Очищающий СМОГ - страница 44



И зачем я терпел его, краснощёкого Вовика, рядом?

И зачем я его подальше не послал? Зачем не прогнал?

Нет ответа на эти вопросы. Остаются они открытыми.

На авось понадеялся, что ли?

Ничего, мол, глядишь – обойдётся?

На авось, да небось, уж точно. Да на третье, на как-нибудь.

И пристал к нам Ват, прикипел.

Соловьём безголосым запел.

Разгулялся.
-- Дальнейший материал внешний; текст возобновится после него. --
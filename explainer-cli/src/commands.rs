//! Subcommand implementations.

use explainer_a2a::{
    A2aServer, AgentError, AgentHandle, ConfigError, InMemoryAgentRegistry, NormalizedMessage,
    ServerConfig, ServerConfigBuilder, ServerError,
};
use explainer_agent::{
    AGENT_ID, CodeExplainTool, DISPLAY_NAME, ExplainAgent, GeminiClient, GeminiConfig,
};
use std::sync::Arc;
use thiserror::Error;
use tracing::{info, warn};

/// Errors surfaced by the CLI
#[derive(Debug, Error)]
pub enum CliError {
    #[error("Configuration error: {0}")]
    Config(#[from] ConfigError),

    #[error(transparent)]
    Server(#[from] ServerError),

    #[error("Agent error: {0}")]
    Agent(#[from] AgentError),

    #[error("Output error: {0}")]
    Output(#[from] serde_json::Error),
}

/// Flags of the `serve` subcommand
#[derive(Debug, Default)]
pub struct ServeOptions {
    pub bind: Option<String>,
    pub max_body_size: Option<usize>,
    pub no_cors: bool,
}

/// Environment configuration with command-line overrides applied
pub fn server_config(options: ServeOptions) -> Result<ServerConfig, CliError> {
    let mut builder = ServerConfigBuilder::from_env()?;
    if let Some(bind) = options.bind {
        builder = builder.bind_addr(bind);
    }
    if let Some(size) = options.max_body_size {
        builder = builder.max_body_size(size);
    }
    if options.no_cors {
        builder = builder.enable_cors(false);
    }
    Ok(builder.build()?)
}

/// The explain tool, backed by Gemini when an API key is configured
pub fn explain_tool() -> CodeExplainTool {
    match GeminiConfig::from_env() {
        Some(config) => {
            info!(model = %config.model, "Gemini fallback enabled");
            CodeExplainTool::with_completion(Arc::new(GeminiClient::new(config)))
        }
        None => {
            warn!("GOOGLE_GENERATIVE_AI_API_KEY not set, only built-in heuristics are available");
            CodeExplainTool::new()
        }
    }
}

/// Registry with every agent this binary serves
pub fn build_registry() -> InMemoryAgentRegistry {
    InMemoryAgentRegistry::new().with_agent(AGENT_ID, ExplainAgent::new(explain_tool()))
}

/// `explainer serve`
pub async fn run_serve(options: ServeOptions) -> Result<(), CliError> {
    let config = server_config(options)?;
    info!(
        agent = DISPLAY_NAME,
        bind = %config.bind_addr,
        max_body_size = config.max_body_size,
        cors = config.enable_cors,
        "Starting explainer"
    );

    A2aServer::new(build_registry(), config).serve().await?;
    Ok(())
}

/// `explainer explain <message>`
pub async fn run_explain(message: &str, json: bool) -> Result<(), CliError> {
    let agent = ExplainAgent::new(explain_tool());
    let output = agent
        .generate(&[NormalizedMessage::new("user", message)])
        .await?;

    if json {
        println!("{}", serde_json::to_string_pretty(&output)?);
    } else {
        println!("{}", output.text);
    }
    Ok(())
}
Заговорил.

И такого понатворил…

Но зачем теперь приводить примеры из жизни химеры?

И что теперь с него взять, как верно сказала Вера!..


Мы отправились, до сих пор непонятно – зачем, домой к Губанову, где могли помешать нам его родители, где мало ли что могло нежданно произойти, поскольку бывало ранее, не единожды, множество раз, отправились не ко мне, в отдельную тихую комнату на Автозаводской, где вдосталь могли бы наговориться, но именно к Лёне, в большую родительскую квартиру, уже не вдвоём, а втроём.

И там, на крохотной кухонке, в этом подобии временного, по возможностям нынешним, стана, отогревшись за свежим чайком и за прихваченным, в спешке большой, с собой, по дороге сюда, по традиции давней, дешёвым креплёным вином, Губанов развил свою идею, причём, хлебнув, потихоньку, с оглядкой понятной на домашние обстоятельства, полагавшуюся ему порцию отвратительного, с градусами немалыми, то есть результативного, популярнейшего среди всех граждан советских, напитка, вдохновлялся он, захмелев, с каждой секундой всё больше.

Говорю я – «свою идею» – потому что Лёня уже считал её целиком своей, губановской, собственной, тем более – он, сам, лично, придумал волшебное слово, придумал такое название, а это уже так много!

Поглядев на него, поразмыслив, я решил его не осаживать, не сбивать его с толку, на взлёте, разумными коррективами, чтобы вспомнил он, что к чему, да и просто не огорчать.

Пусть, коли очень хочет, – так он теперь считает.


Что там и говорить, идея была хороша.

Чьей бы она ни являлась – губановской, кровной, личной, как он уже считал, или же, что справедливей и куда точнее, – моею.

У неё уже было имя.

И за именем этим было – так хотелось нам верить – будущее.

Так и виделось – вот оно, радостное, где-то рядом уже встаёт.

Но, имея уже за плечами некоторый, отдающий ранней горечью опыт, когда хрущёвский разгром «формалистов», мутной волной прокатившись по всей стране, основательно и болезненно задел и всласть потрепал нашу дружную группу поэтов молодых, достаточно ярких и талантливых, на Украине, в Кривом Роге, где я тогда жил, и пришлось навидаться всякого, я высказал предположение, что готовыми надо быть ко всему вообще, даже к худшему.

Но губановский оптимизм был не просто велик, а безмерен, и грядущее, самое светлое, рисовалось ему, немедленно волю давшему воображению, в звонких, радужных, чистых тонах, эмоции, в нём бурлившие, били уже через край, – и я, изумившись такому громокипящему кубку чувств, настроений и грёз в удалой его голове и в душе его лебединой, поддержал своего друга.


Батшев же преобразился на глазах буквально у нас: его всегдашний румянец стал ещё обильнее, гуще, волосы зашевелились на голове, как живые, глаза мутновато, с неясным туманом в них, заблестели, и видно было, что он воспринял идею СМОГа как дарованный свыше шанс.

Его деловитость чудовищная и практичность необъяснимая мобилизованы были тут же, прямо на месте, в голосе зазвучали уверенные, проверенные, со стальным холодком прицельным, комиссарские жёсткие нотки, в воздухе замелькали появившиеся ниоткуда, как у фокусника, блокнот и заточенный карандаш, и понял я, что от СМОГа теперь его не оторвать.